Food History

Sacher cake, how it was born and where to find the original Austrian dessert

Who, during a weekend in Vienna, hasn’t indulged in a delicious slice of Sachertorte? The rich chocolate dessert, recognized worldwide as a gastronomic symbol of Austria, is among the most copied by pastry shops but, however appreciable the results may be, its recipe is still jealously guarded in Vienna, where it was born. .

But who created this legendary cake composed of two layers of light chocolate paste, with a layer of apricot or cherry jam inside, entirely covered with dark chocolate glaze? And where can you bite into a slice of the original? Let’s find out more about the history of Sacher.

Sacher cake: the story

We owe the invention of the Sachertorte to the young pastry chef Franz Sacher who made it in 1832 in the Austrian capital. Heir to a wealthy family of hoteliers of Jewish origin and a young court baker, it was Chancellor Klemens von Metternich himself who asked him to prepare a cake for a guest, as the official court confectioner was ill. Sacher, then sixteen, was very fond of chocolate, which he decided to use for his recipe: the result was this extraordinary dessert which, legend has it, made Metternich rejoice at the first taste.

Sacher cake today

Since its invention, the Sachertorte spread successfully first in Austria, then in the rest of the world. Since the original is protected by a trademark that no one has ever licensed, it can be said that today it is one of the recipes that boasts the most imitations ever. Hotel Sacher, the only one to produce the 100% authentic one (complete with a brand, strictly in chocolate, applied to the cake), produces over 270,000 pieces a year, which can also be purchased online.
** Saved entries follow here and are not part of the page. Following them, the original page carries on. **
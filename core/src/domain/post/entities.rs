use chrono::{DateTime, Utc};
use serde::{Deserialize, Serialize};
use utoipa::ToSchema;

use crate::domain::common::UserId;
use crate::domain::store::{
    DocumentCodec, DocumentId, FieldMap, FieldValue, StoredDocument, timestamp_value,
};

#[derive(Clone, Debug, Default, PartialEq, Eq, Hash, Serialize, Deserialize, ToSchema)]
pub struct PostId(pub String);

impl std::fmt::Display for PostId {
    fn fmt(&self, f: &mut std::fmt::Formatter<'_>) -> std::fmt::Result {
        write!(f, "{}", self.0)
    }
}

impl From<String> for PostId {
    fn from(id: String) -> Self {
        PostId(id)
    }
}

impl From<DocumentId> for PostId {
    fn from(id: DocumentId) -> Self {
        PostId(id.0)
    }
}

impl From<&PostId> for DocumentId {
    fn from(id: &PostId) -> Self {
        DocumentId(id.0.clone())
    }
}

#[derive(Debug, Serialize, Deserialize, Clone, PartialEq, ToSchema)]
pub struct Post {
    pub id: PostId,
    pub user_id: UserId,
    pub username: String,
    pub description: String,
    pub user_image: Option<String>,
    pub created_at: DateTime<Utc>,
    /// Users who liked the post. Set-like: no duplicates, order irrelevant.
    pub likes: Vec<UserId>,
}

#[derive(Debug, Serialize, Deserialize, Clone, ToSchema)]
pub struct InsertPostInput {
    pub user_id: UserId,
    pub username: String,
    pub description: String,
    pub user_image: Option<String>,
    /// Defaults to the time of the write when unset.
    pub created_at: Option<DateTime<Utc>>,
    /// Defaults to empty when unset.
    pub likes: Option<Vec<UserId>>,
}

#[derive(Debug, Serialize, Deserialize, Clone, ToSchema)]
pub struct UpdatePostInput {
    pub id: PostId,
    pub description: Option<String>,
    pub user_image: Option<String>,
}

#[derive(Debug, Serialize, Deserialize, Clone, ToSchema)]
pub struct UpdatePostRequest {
    pub description: Option<String>,
    pub user_image: Option<String>,
}

impl UpdatePostRequest {
    pub fn into_input(self, id: PostId) -> UpdatePostInput {
        UpdatePostInput {
            id,
            description: self.description,
            user_image: self.user_image,
        }
    }
}

/// Body of the like endpoint.
#[derive(Debug, Serialize, Deserialize, Clone, ToSchema)]
pub struct LikePostRequest {
    pub user_id: UserId,
}

impl DocumentCodec for Post {
    fn encode(&self) -> FieldMap {
        let mut fields = FieldMap::new();
        fields.insert("userId".into(), FieldValue::Str(self.user_id.0.clone()));
        fields.insert("username".into(), FieldValue::Str(self.username.clone()));
        fields.insert(
            "description".into(),
            FieldValue::Str(self.description.clone()),
        );
        fields.insert(
            "userImage".into(),
            FieldValue::Str(self.user_image.clone().unwrap_or_default()),
        );
        fields.insert("createdAt".into(), timestamp_value(self.created_at));
        fields.insert(
            "likes".into(),
            FieldValue::StrList(self.likes.iter().map(|user| user.0.clone()).collect()),
        );
        fields
    }

    fn decode(doc: &StoredDocument) -> Self {
        Post {
            id: PostId(doc.id.0.clone()),
            user_id: UserId(doc.str_field("userId")),
            username: doc.str_field("username"),
            description: doc.str_field("description"),
            user_image: doc.opt_str_field("userImage"),
            created_at: doc.timestamp_field("createdAt"),
            likes: doc
                .str_list_field("likes")
                .into_iter()
                .map(UserId)
                .collect(),
        }
    }
}
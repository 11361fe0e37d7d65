use chrono::{DateTime, Utc};
use serde::{Deserialize, Serialize};
use utoipa::ToSchema;

use crate::domain::common::UserId;
use crate::domain::post::entities::PostId;
use crate::domain::store::{
    DocumentCodec, DocumentId, FieldMap, FieldValue, StoredDocument, timestamp_value,
};

#[derive(Clone, Debug, Default, PartialEq, Eq, Hash, Serialize, Deserialize, ToSchema)]
pub struct CommentId(pub String);

impl std::fmt::Display for CommentId {
    fn fmt(&self, f: &mut std::fmt::Formatter<'_>) -> std::fmt::Result {
        write!(f, "{}", self.0)
    }
}

impl From<String> for CommentId {
    fn from(id: String) -> Self {
        CommentId(id)
    }
}

impl From<DocumentId> for CommentId {
    fn from(id: DocumentId) -> Self {
        CommentId(id.0)
    }
}

impl From<&CommentId> for DocumentId {
    fn from(id: &CommentId) -> Self {
        DocumentId(id.0.clone())
    }
}

/// A comment under a post. The parent post id is required but never
/// checked against the posts collection; deleting a post leaves its
/// comments behind.
#[derive(Debug, Serialize, Deserialize, Clone, PartialEq, ToSchema)]
pub struct Comment {
    pub id: CommentId,
    pub post_id: PostId,
    pub user_id: UserId,
    pub username: String,
    pub comment: String,
    pub created_at: DateTime<Utc>,
}

#[derive(Debug, Serialize, Deserialize, Clone, ToSchema)]
pub struct InsertCommentInput {
    pub post_id: PostId,
    pub user_id: UserId,
    pub username: String,
    pub comment: String,
    pub created_at: Option<DateTime<Utc>>,
}

#[derive(Debug, Serialize, Deserialize, Clone, ToSchema)]
pub struct UpdateCommentInput {
    pub id: CommentId,
    pub comment: Option<String>,
}

#[derive(Debug, Serialize, Deserialize, Clone, ToSchema)]
pub struct UpdateCommentRequest {
    pub comment: Option<String>,
}

impl UpdateCommentRequest {
    pub fn into_input(self, id: CommentId) -> UpdateCommentInput {
        UpdateCommentInput {
            id,
            comment: self.comment,
        }
    }
}

impl DocumentCodec for Comment {
    fn encode(&self) -> FieldMap {
        let mut fields = FieldMap::new();
        fields.insert("postId".into(), FieldValue::Str(self.post_id.0.clone()));
        fields.insert("userId".into(), FieldValue::Str(self.user_id.0.clone()));
        fields.insert("username".into(), FieldValue::Str(self.username.clone()));
        fields.insert("comment".into(), FieldValue::Str(self.comment.clone()));
        fields.insert("createdAt".into(), timestamp_value(self.created_at));
        fields
    }

    fn decode(doc: &StoredDocument) -> Self {
        Comment {
            id: CommentId(doc.id.0.clone()),
            post_id: PostId(doc.str_field("postId")),
            user_id: UserId(doc.str_field("userId")),
            username: doc.str_field("username"),
            comment: doc.str_field("comment"),
            created_at: doc.timestamp_field("createdAt"),
        }
    }
}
Sacher cake: where to find the original?

In addition to the Hotel Sacher in Vienna, if you do not want to give in to buying on the web but rather also indulge in a bit of that atmosphere of yesteryear that saw it born, know that the original Sachertorte can also be found at the Hotel Sacher in Salzburg, the Cafè Sacher in Innsbruck and Graz; back to Vienna, at the airport duty-free.